Another — very different — paradigm in Germany is to look for added value in organic brands and supermarkets. Back in the 90s organic food and natural cosmetics were only available in rather pathetic little stores with a typically uncool, fusty, "70s touch. Part of a whole alternative lifestyle (Green party, jute bag), this was very much a niche thing.
Due to a growing interest in health and wellness issues, however, this market has become huge. There may also be cheaper organic products available (discounters), but the average LOHAS (Lifestyle of health and sustainability) consumer disregards them, viewing them as rip-offs, sold in the "wrong" shopping channels.
There are currently 30,000 organic supermarkets in Germany, with demand still growing. The concept of "Erdkorn", "Bio Basic" and "Alnatura" is clever, combining convenience, authenticity and health expertise.
Their products and brands offer a kind of philosophy, a "green glamour" for the ethical and ecologically responsible German consumer. The same €30, which would buy sufficient product to fill a whole trolley in a discounter, would send an organic supermarket shopper home with just a small bag (loaf of bread, some cheese, some fruit and vegetables, plus a bottle of a biodegradable detergent). Less is more? The price differential is certainly jaw dropping! But in times of global warming, third world exploitation, genetically modified food and allergies shoppers want to relieve their guilty conscience and make a statement by buying the "right" products, in the "correct" shopping environment.
These products provide a feeling of safe distance from the shallow world of capitalism and manipulation. Less marketing, plus less hot air, equals more product benefit. The brand names boost and complete this feeling: "Harvest blessing", "Dew drop", and "Naturata". The most exceptional example of all is the organic company Alnatura. It has become a huge umbrella brand covering nearly everything from baby food, coffee and yogurt to an "Origin Italy" line and a design award-winning premium line (Alnatura Sélection). Its products are available not only in drugstores, but are also to be found in Alnatura"s own shops (there are 32 "Super Nature Markets" countrywide). Its success stems from a combination of good value for money, a focus on the product benefit, and a minimum of marketing.

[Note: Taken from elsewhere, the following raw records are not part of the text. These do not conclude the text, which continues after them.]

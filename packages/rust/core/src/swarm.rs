//! Extractor/Reviewer refinement loop.
//!
//! Two roles take turns on one shared transcript. Control moves only through
//! handoff tools: the Extractor calls `transfer_to_reviewer` to ask for a
//! review, the Reviewer always hands back. The loop converges on the first
//! Extractor turn that answers without handing off. A turn budget shared by
//! both roles bounds the loop; running out is reported as
//! [`RefinementStatus::Exhausted`] and the last Extractor message is used.

use std::str::FromStr;
use std::sync::Arc;

use serde::{Deserialize, Serialize};
use sha2::{Digest, Sha256};
use tracing::{debug, info, instrument, warn};
use uuid::Uuid;

use specextract_llm::{ChatMessage, ChatRole, CompletionRequest, TextOracle, ToolSpec};
use specextract_shared::{ITEM_FIELD_LABELS, Result, SpecExtractError};

use crate::checkpoint::{Checkpoint, Checkpointer};
use crate::observe::{Observer, SilentObserver, WorkflowEvent};

pub const TRANSFER_TO_REVIEWER: &str = "transfer_to_reviewer";
pub const TRANSFER_TO_EXTRACTOR: &str = "transfer_to_extractor";

/// Default turn budget, counting turns of both roles.
pub const DEFAULT_MAX_TURNS: u32 = 8;

/// A participant of the refinement loop.
#[derive(Debug, Clone, Copy, PartialEq, Eq, Hash, Serialize, Deserialize)]
#[serde(rename_all = "snake_case")]
pub enum AgentRole {
    Extractor,
    Reviewer,
}

impl AgentRole {
    pub fn as_str(&self) -> &'static str {
        match self {
            Self::Extractor => "extractor",
            Self::Reviewer => "reviewer",
        }
    }

    pub fn other(&self) -> Self {
        match self {
            Self::Extractor => Self::Reviewer,
            Self::Reviewer => Self::Extractor,
        }
    }

    /// The tool this role calls to pass control on.
    pub fn handoff_tool(&self) -> ToolSpec {
        match self {
            Self::Extractor => ToolSpec::no_args(
                TRANSFER_TO_REVIEWER,
                "Transfer control to the reviewer agent for feedback on the item list.",
            ),
            Self::Reviewer => ToolSpec::no_args(
                TRANSFER_TO_EXTRACTOR,
                "Transfer control back to the extractor agent.",
            ),
        }
    }

    pub fn instructions(&self) -> String {
        match self {
            Self::Extractor => extractor_prompt(),
            Self::Reviewer => reviewer_prompt(),
        }
    }
}

impl FromStr for AgentRole {
    type Err = SpecExtractError;

    fn from_str(s: &str) -> Result<Self> {
        match s {
            "extractor" => Ok(Self::Extractor),
            "reviewer" => Ok(Self::Reviewer),
            other => Err(SpecExtractError::Workflow(format!("unknown agent role '{other}'"))),
        }
    }
}

/// Author of a transcript message.
#[derive(Debug, Clone, Copy, PartialEq, Eq, Serialize, Deserialize)]
#[serde(rename_all = "snake_case")]
pub enum Author {
    User,
    Extractor,
    Reviewer,
}

impl Author {
    fn label(&self) -> &'static str {
        match self {
            Self::User => "User",
            Self::Extractor => "Extractor",
            Self::Reviewer => "Reviewer",
        }
    }
}

impl From<AgentRole> for Author {
    fn from(role: AgentRole) -> Self {
        match role {
            AgentRole::Extractor => Self::Extractor,
            AgentRole::Reviewer => Self::Reviewer,
        }
    }
}

/// One entry of the shared, append-only transcript.
#[derive(Debug, Clone, PartialEq, Eq, Serialize, Deserialize)]
pub struct TranscriptMessage {
    pub author: Author,
    pub content: String,
}

impl TranscriptMessage {
    pub fn new(author: Author, content: impl Into<String>) -> Self {
        Self {
            author,
            content: content.into(),
        }
    }
}

/// How the loop ended.
#[derive(Debug, Clone, Copy, PartialEq, Eq, Serialize)]
#[serde(rename_all = "snake_case")]
pub enum RefinementStatus {
    Converged,
    /// Turn budget used up; the last Extractor message stands.
    Exhausted,
}

impl RefinementStatus {
    pub fn as_str(&self) -> &'static str {
        match self {
            Self::Converged => "converged",
            Self::Exhausted => "exhausted",
        }
    }
}

/// Reported alongside a successful refinement.
#[derive(Debug, Clone, PartialEq, Eq, Serialize)]
pub struct RefinementSummary {
    pub status: RefinementStatus,
    pub turns: u32,
    pub session_id: String,
    /// Whether the loop continued from a stored checkpoint.
    pub resumed: bool,
}

#[derive(Debug, Clone)]
pub struct RefinementOutcome {
    pub text: String,
    pub summary: RefinementSummary,
}

/// The refinement loop, bound to one text oracle.
pub struct Swarm {
    oracle: Arc<dyn TextOracle>,
    checkpointer: Option<Arc<dyn Checkpointer>>,
    observer: Arc<dyn Observer>,
    max_turns: u32,
}

impl Swarm {
    pub fn new(oracle: Arc<dyn TextOracle>, max_turns: u32) -> Self {
        Self {
            oracle,
            checkpointer: None,
            observer: Arc::new(SilentObserver),
            max_turns,
        }
    }

    pub fn with_checkpointer(mut self, checkpointer: Arc<dyn Checkpointer>) -> Self {
        self.checkpointer = Some(checkpointer);
        self
    }

    pub fn with_observer(mut self, observer: Arc<dyn Observer>) -> Self {
        self.observer = observer;
        self
    }

    pub fn max_turns(&self) -> u32 {
        self.max_turns
    }

    /// Run the loop over `markdown` until it converges or the budget is spent.
    #[instrument(skip_all, fields(%run_id, key = %document_key, max_turns = self.max_turns))]
    pub async fn refine(
        &self,
        run_id: Uuid,
        document_key: &str,
        markdown: &str,
    ) -> Result<RefinementOutcome> {
        let session_id = session_id(self.oracle.model(), document_key, markdown);

        let (mut transcript, mut active, mut turns, resumed) = match self.load(&session_id).await {
            Some(cp) => {
                info!(session_id = %session_id, turns = cp.turns, "resuming refinement from checkpoint");
                (cp.transcript, cp.active_role, cp.turns, true)
            }
            None => (
                vec![TranscriptMessage::new(Author::User, seed_message(markdown))],
                AgentRole::Extractor,
                0,
                false,
            ),
        };

        let mut final_answer = None;

        while turns < self.max_turns {
            let request = CompletionRequest::new(render(&transcript, active))
                .with_system(active.instructions())
                .with_tools(vec![active.handoff_tool()]);

            let completion = self.oracle.complete(&request).await?;
            turns += 1;

            // The reviewer hands back whether or not it called its tool
            let handoff = match active {
                AgentRole::Extractor => completion.calls_tool(TRANSFER_TO_REVIEWER),
                AgentRole::Reviewer => true,
            };

            debug!(role = active.as_str(), turn = turns, handoff, "swarm turn");
            transcript.push(TranscriptMessage::new(active.into(), completion.text.clone()));

            self.observer.on_event(&WorkflowEvent::SwarmTurn {
                run_id,
                session_id: session_id.clone(),
                role: active,
                turn: turns,
                handoff,
            });

            if !handoff {
                final_answer = Some(completion.text);
                break;
            }

            active = active.other();
            self.save(Checkpoint {
                session_id: session_id.clone(),
                document_key: document_key.to_string(),
                model: self.oracle.model().to_string(),
                active_role: active,
                turns,
                transcript: transcript.clone(),
            })
            .await;
        }

        let status = if final_answer.is_some() {
            RefinementStatus::Converged
        } else {
            warn!(turns, max_turns = self.max_turns, "refinement turn budget exhausted");
            RefinementStatus::Exhausted
        };

        self.discard(&session_id).await;

        let text = final_answer
            .filter(|t| !t.trim().is_empty())
            .or_else(|| last_extractor_message(&transcript))
            .unwrap_or_else(|| markdown.to_string());

        self.observer.on_event(&WorkflowEvent::RefinementFinished {
            run_id,
            session_id: session_id.clone(),
            status,
            turns,
        });
        info!(status = status.as_str(), turns, "refinement finished");

        Ok(RefinementOutcome {
            text,
            summary: RefinementSummary {
                status,
                turns,
                session_id,
                resumed,
            },
        })
    }

    // Checkpoint failures only cost resumability, so they are logged and ignored.

    async fn load(&self, session_id: &str) -> Option<Checkpoint> {
        let checkpointer = self.checkpointer.as_ref()?;
        match checkpointer.load(session_id).await {
            Ok(cp) => cp,
            Err(e) => {
                warn!(error = %e, "failed to load checkpoint, starting fresh");
                None
            }
        }
    }

    async fn save(&self, checkpoint: Checkpoint) {
        if let Some(checkpointer) = &self.checkpointer {
            if let Err(e) = checkpointer.save(&checkpoint).await {
                warn!(error = %e, "failed to save checkpoint");
            }
        }
    }

    async fn discard(&self, session_id: &str) {
        if let Some(checkpointer) = &self.checkpointer {
            if let Err(e) = checkpointer.discard(session_id).await {
                warn!(error = %e, "failed to discard checkpoint");
            }
        }
    }
}

/// Stable id for one (model, document, text) refinement session.
pub fn session_id(model: &str, document_key: &str, markdown: &str) -> String {
    let mut hasher = Sha256::new();
    for part in [model, document_key, markdown] {
        hasher.update(part.as_bytes());
        hasher.update([0u8]);
    }
    format!("{:x}", hasher.finalize())
}

fn field_list() -> String {
    ITEM_FIELD_LABELS
        .iter()
        .map(|label| format!("- {label}"))
        .collect::<Vec<_>>()
        .join("\n")
}

pub fn extractor_prompt() -> String {
    format!(
        "You are an extractor agent. Your task is to extract the item list from the procurement \
         technical specification. Always pass the list to the reviewer agent before finishing the \
         work. If reviewer agent has no objections, then provide the final item list.\n\n\
         This is the list of the things to be extracted (some of them might be missing in the \
         technical specification):\n\n{}",
        field_list()
    )
}

pub fn reviewer_prompt() -> String {
    format!(
        "You are a reviewer agent. Your task is to review the extracted item list from the \
         procurement technical specification and provide feedback. Check if anything is missing \
         from the original technical specification, if there are any typos or other kinds of \
         errors. Always transfer to extractor agent, even if there are no issues.\n\n\
         This is the list of the things that should be extracted (some of them might be missing \
         in the technical specification):\n\n{}\n\n\
         Your feedback should be concise, provide a list of issues or tell that everything is fine.",
        field_list()
    )
}

pub fn seed_message(markdown: &str) -> String {
    format!("Procurement technical specification:\n\n```markdown\n{markdown}\n```\n")
}

/// Render the transcript as seen by `acting`: its own messages are assistant
/// turns, everything else is user input labelled with its author. Adjacent
/// messages with the same chat role are merged.
fn render(transcript: &[TranscriptMessage], acting: AgentRole) -> Vec<ChatMessage> {
    let own = Author::from(acting);
    let mut out: Vec<ChatMessage> = Vec::with_capacity(transcript.len());

    for msg in transcript {
        let content = if msg.content.trim().is_empty() {
            "(handed off without a message)"
        } else {
            msg.content.as_str()
        };
        let (role, content) = match msg.author {
            Author::User => (ChatRole::User, content.to_string()),
            author if author == own => (ChatRole::Assistant, content.to_string()),
            author => (ChatRole::User, format!("{}: {content}", author.label())),
        };

        match out.last_mut() {
            Some(last) if last.role == role => {
                last.content.push_str("\n\n");
                last.content.push_str(&content);
            }
            _ => out.push(ChatMessage { role, content }),
        }
    }
    out
}

fn last_extractor_message(transcript: &[TranscriptMessage]) -> Option<String> {
    transcript
        .iter()
        .rev()
        .find(|m| m.author == Author::Extractor && !m.content.trim().is_empty())
        .map(|m| m.content.clone())
}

Mid-market brands struggle
Meanwhile, in drugstore chains — and some discounters — mid-market brands are often only sold at a loss, bought in bulk when on special offer. They seem to serve a kind of justifying function, upgrading the shops" own-label offer, and acting as a price reference.
That way the shopper can feel smart. The strategy to premiumise, however, does not really work since own labels are doing the same thing, leading to even more muddying of the waters. So, what could classic mid-market brands learn from a brand like Alnatura?
As Nielsen"s Pete Blackshaw claims, added value nowadays must come from a background combining trust, authenticity, transparency, affirmation, listening and responsiveness. Successful relaunches (Dove Knorr, Lagermaster) are proving this partly by stimulating renewed interest in their products. Consumers might turn again to mid-market brands, but their expectations are certainly high. Let"s see which brands are going to be "the fittest to survive"!